◆ ASSIGNMENT: Please repeat the records below exactly, from the first line through the line containing "the compliant fixture.", and nothing more.

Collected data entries
****

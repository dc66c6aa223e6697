//! Benchmark task emission.
//!
//! Writes one task directory per prepared sample: the two fixture files,
//! the constraint (re-scoped to the task namespace when it pins
//! namespaces), setup/cleanup scripts with readiness waits, and the task
//! descriptor carrying the prompt and the expected answer.

use std::fmt::Write as _;
use std::io;
use std::path::{Path, PathBuf};

use serde::Serialize;
use serde_yaml::Value;
use tracing::debug;

use crate::manifest::parse::{parse_bundle, serialize_bundle};
use crate::manifest::{get_mapping_mut, DocumentBundle};
use crate::oracle::delegate::Disposition;
use crate::pipeline::PreparedSample;

/// Readiness conditions for kinds `kubectl wait` can observe.
///
/// Injected configuration data, not process-wide state, so tests can supply
/// alternate tables.
#[derive(Debug, Clone)]
pub struct WaitableKinds(Vec<(String, String)>);

impl Default for WaitableKinds {
    fn default() -> Self {
        let table = [
            ("Pod", "condition=Ready"),
            ("Deployment", "condition=Available"),
            ("StatefulSet", "condition=Ready"),
            ("DaemonSet", "condition=Ready"),
            ("ReplicaSet", "condition=Ready"),
            ("Job", "condition=Complete"),
        ];
        Self(
            table
                .iter()
                .map(|(kind, condition)| ((*kind).to_owned(), (*condition).to_owned()))
                .collect(),
        )
    }
}

impl WaitableKinds {
    /// The wait condition for `kind`, if it is waitable.
    pub fn condition_for(&self, kind: &str) -> Option<&str> {
        self.0
            .iter()
            .find(|(waitable, _)| waitable == kind)
            .map(|(_, condition)| condition.as_str())
    }
}

/// A record of one emitted task, kept for the run report.
#[derive(Debug, Clone)]
pub struct TaskRecord {
    /// Task directory name.
    pub task_name: String,
    /// Policy identifier (`category/policy`).
    pub policy_id: String,
    /// Deploy namespace baked into the scripts.
    pub namespace: String,
    /// Synthetic name of the violating fixture's first document.
    pub violating_name: String,
    /// Oracle disposition of the compliant fixture.
    pub compliant_disposition: Option<Disposition>,
    /// Oracle disposition of the violating fixture.
    pub violating_disposition: Option<Disposition>,
}

// ---------------------------------------------------------------------------
// task.yaml descriptor
// ---------------------------------------------------------------------------

#[derive(Debug, Serialize)]
struct TaskSpec {
    setup: String,
    cleanup: String,
    difficulty: String,
    expect: Vec<Expectation>,
    script: Vec<ScriptStep>,
}

#[derive(Debug, Serialize)]
struct Expectation {
    answer: String,
}

#[derive(Debug, Serialize)]
struct ScriptStep {
    prompt: String,
}

// ---------------------------------------------------------------------------
// Emitter
// ---------------------------------------------------------------------------

/// Writes prepared samples out as benchmark task directories.
#[derive(Debug, Clone)]
pub struct TaskEmitter {
    out_dir: PathBuf,
    namespace_prefix: String,
    difficulty: String,
    waitable: WaitableKinds,
}

impl TaskEmitter {
    /// Create an emitter rooted at `out_dir`.
    pub fn new(
        out_dir: impl Into<PathBuf>,
        namespace_prefix: impl Into<String>,
        difficulty: impl Into<String>,
        waitable: WaitableKinds,
    ) -> Self {
        Self {
            out_dir: out_dir.into(),
            namespace_prefix: namespace_prefix.into(),
            difficulty: difficulty.into(),
            waitable,
        }
    }

    /// Emit one task directory for a prepared sample.
    ///
    /// # Errors
    ///
    /// Returns the underlying I/O error when a file or directory cannot be
    /// written; the caller decides whether to continue the batch.
    pub fn emit(&self, sample: &PreparedSample, index: usize) -> io::Result<TaskRecord> {
        let task_name = format!("gk-{}-{}-{index:02}", sample.category, sample.policy);
        let namespace = format!("{}-{index:03}", self.namespace_prefix);
        let task_dir = self.out_dir.join(&task_name);
        let artifacts_dir = task_dir.join("artifacts");
        std::fs::create_dir_all(&artifacts_dir)?;

        std::fs::write(
            artifacts_dir.join("resource-alpha.yaml"),
            &sample.compliant.manifest,
        )?;
        std::fs::write(
            artifacts_dir.join("resource-beta.yaml"),
            &sample.violating.manifest,
        )?;
        std::fs::write(
            artifacts_dir.join("constraint.yaml"),
            rescope_constraint(&sample.constraint, &namespace),
        )?;

        let mut wait_cmds = self.wait_commands(&sample.compliant.manifest, &namespace);
        wait_cmds.extend(self.wait_commands(&sample.violating.manifest, &namespace));

        let setup_path = task_dir.join("setup.sh");
        std::fs::write(
            &setup_path,
            build_setup_script(&namespace, &sample.category, &wait_cmds),
        )?;
        make_executable(&setup_path)?;

        let cleanup_path = task_dir.join("cleanup.sh");
        std::fs::write(&cleanup_path, build_cleanup_script(&namespace))?;
        make_executable(&cleanup_path)?;

        let violating_name = sample.violating.primary_name.clone();
        let spec = TaskSpec {
            setup: "setup.sh".to_owned(),
            cleanup: "cleanup.sh".to_owned(),
            difficulty: self.difficulty.clone(),
            expect: vec![Expectation {
                answer: format!("VIOLATING: {violating_name}"),
            }],
            script: vec![ScriptStep {
                prompt: build_prompt(&sample.description, &namespace),
            }],
        };
        let descriptor = serde_yaml::to_string(&spec)
            .map_err(|err| io::Error::new(io::ErrorKind::InvalidData, err))?;
        std::fs::write(task_dir.join("task.yaml"), descriptor)?;

        Ok(TaskRecord {
            task_name,
            policy_id: format!("{}/{}", sample.category, sample.policy),
            namespace,
            violating_name,
            compliant_disposition: sample.compliant.disposition.clone(),
            violating_disposition: sample.violating.disposition.clone(),
        })
    }

    /// `kubectl wait` commands for every waitable document in a manifest.
    fn wait_commands(&self, manifest: &str, namespace: &str) -> Vec<String> {
        let bundle = parse_bundle(manifest);
        let mut commands = Vec::new();
        for doc in &bundle {
            let (Some(kind), Some(name)) = (doc.kind(), doc.name()) else {
                continue;
            };
            let Some(condition) = self.waitable.condition_for(kind) else {
                continue;
            };
            commands.push(format!(
                "kubectl wait --for={condition} {}/{name} -n {namespace} --timeout=180s",
                kind.to_lowercase()
            ));
        }
        commands
    }
}

// ---------------------------------------------------------------------------
// Script and prompt templates
// ---------------------------------------------------------------------------

fn build_setup_script(namespace: &str, category: &str, wait_cmds: &[String]) -> String {
    let wait_block = if wait_cmds.is_empty() {
        "echo \"Resources deployed. Waiting for readiness...\"\nsleep 3".to_owned()
    } else {
        format!(
            "echo \"Waiting for resources to be ready...\"\n{}",
            wait_cmds.join("\n")
        )
    };

    // Pod-security-policy fixtures need the namespace opted out of the
    // baseline Pod Security admission level.
    let mut extra_setup = String::new();
    if category.contains("pod-security-policy") {
        let _ = writeln!(
            extra_setup,
            "kubectl label namespace {namespace} pod-security.kubernetes.io/enforce=privileged"
        );
    }

    format!(
        "#!/usr/bin/env bash\n\
         set -e\n\
         kubectl delete namespace {namespace} --ignore-not-found --wait=true\n\
         kubectl create namespace {namespace}\n\
         {extra_setup}sleep 2  # Allow namespace to stabilize\n\
         kubectl apply -f artifacts/resource-alpha.yaml -n {namespace}\n\
         kubectl apply -f artifacts/resource-beta.yaml -n {namespace}\n\
         sleep 3  # Allow pods to be scheduled\n\
         {wait_block}\n"
    )
}

fn build_cleanup_script(namespace: &str) -> String {
    format!(
        "#!/usr/bin/env bash\n\
         kubectl delete namespace {namespace} --ignore-not-found\n\
         exit 0\n"
    )
}

fn build_prompt(description: &str, namespace: &str) -> String {
    format!(
        "{description}\n\n\
         Look at the resources that have been deployed in namespace {namespace}. \
         Examine them and determine which resource(s) violate the policy.\n\n\
         After your analysis, output a single line starting with \"VIOLATING:\" \
         followed by the resource name(s) that violate the policy, or \
         \"VIOLATING: none\" if all resources comply.\n\
         IMPORTANT: You must NOT output anything other than the XML block below \
         in your final response.\n\
         <answer>VIOLATING: your-answer-here</answer>"
    )
}

// ---------------------------------------------------------------------------
// Constraint re-scoping
// ---------------------------------------------------------------------------

/// Rewrite `spec.match.namespaces` to the task namespace when present.
///
/// Constraints that pin namespaces would otherwise never match the isolated
/// deploy namespace. Constraints without a namespace pin pass through
/// unchanged, as does anything that fails to parse.
fn rescope_constraint(constraint: &str, namespace: &str) -> String {
    let mut bundle: DocumentBundle = parse_bundle(constraint);
    let Some(doc) = bundle.iter_mut().next() else {
        return constraint.to_owned();
    };

    let Some(matcher) = get_mapping_mut(doc.root_mut(), "spec")
        .and_then(|spec| get_mapping_mut(spec, "match"))
    else {
        return constraint.to_owned();
    };
    let namespaces_key = Value::String("namespaces".to_owned());
    let pinned = matches!(
        matcher.get(&namespaces_key),
        Some(Value::Sequence(entries)) if !entries.is_empty()
            && entries.iter().all(|entry| entry.as_str().is_some())
    );
    if !pinned {
        return constraint.to_owned();
    }

    debug!(namespace, "rescoping constraint namespaces");
    matcher.insert(
        namespaces_key,
        Value::Sequence(vec![Value::String(namespace.to_owned())]),
    );
    serialize_bundle(&bundle)
}

#[cfg(unix)]
fn make_executable(path: &Path) -> io::Result<()> {
    use std::os::unix::fs::PermissionsExt;
    std::fs::set_permissions(path, std::fs::Permissions::from_mode(0o755))
}

#[cfg(not(unix))]
fn make_executable(_path: &Path) -> io::Result<()> {
    Ok(())
}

****

◆ COMPLETED EXERCISE:
repository dc66c6aa223e6697
//! Benchmark task emission.
//!
//! Writes one task directory per prepared sample: the two fixture files,
//! the constraint (re-scoped to the task namespace when it pins
//! namespaces), setup/cleanup scripts with readiness waits, and the task
//! descriptor carrying the prompt and the expected answer.

use std::fmt::Write as _;
use std::io;
use std::path::{Path, PathBuf};

use serde::Serialize;
use serde_yaml::Value;
use tracing::debug;

use crate::manifest::parse::{parse_bundle, serialize_bundle};
use crate::manifest::{get_mapping_mut, DocumentBundle};
use crate::oracle::delegate::Disposition;
use crate::pipeline::PreparedSample;

/// Readiness conditions for kinds `kubectl wait` can observe.
///
/// Injected configuration data, not process-wide state, so tests can supply
/// alternate tables.
#[derive(Debug, Clone)]
pub struct WaitableKinds(Vec<(String, String)>);

impl Default for WaitableKinds {
    fn default() -> Self {
        let table = [
            ("Pod", "condition=Ready"),
            ("Deployment", "condition=Available"),
            ("StatefulSet", "condition=Ready"),
            ("DaemonSet", "condition=Ready"),
            ("ReplicaSet", "condition=Ready"),
            ("Job", "condition=Complete"),
        ];
        Self(
            table
                .iter()
                .map(|(kind, condition)| ((*kind).to_owned(), (*condition).to_owned()))
                .collect(),
        )
    }
}

impl WaitableKinds {
    /// The wait condition for `kind`, if it is waitable.
    pub fn condition_for(&self, kind: &str) -> Option<&str> {
        self.0
            .iter()
            .find(|(waitable, _)| waitable == kind)
            .map(|(_, condition)| condition.as_str())
    }
}

/// A record of one emitted task, kept for the run report.
#[derive(Debug, Clone)]
pub struct TaskRecord {
    /// Task directory name.
    pub task_name: String,
    /// Policy identifier (`category/policy`).
    pub policy_id: String,
    /// Deploy namespace baked into the scripts.
    pub namespace: String,
    /// Synthetic name of the violating fixture's first document.
    pub violating_name: String,
    /// Oracle disposition of the compliant fixture.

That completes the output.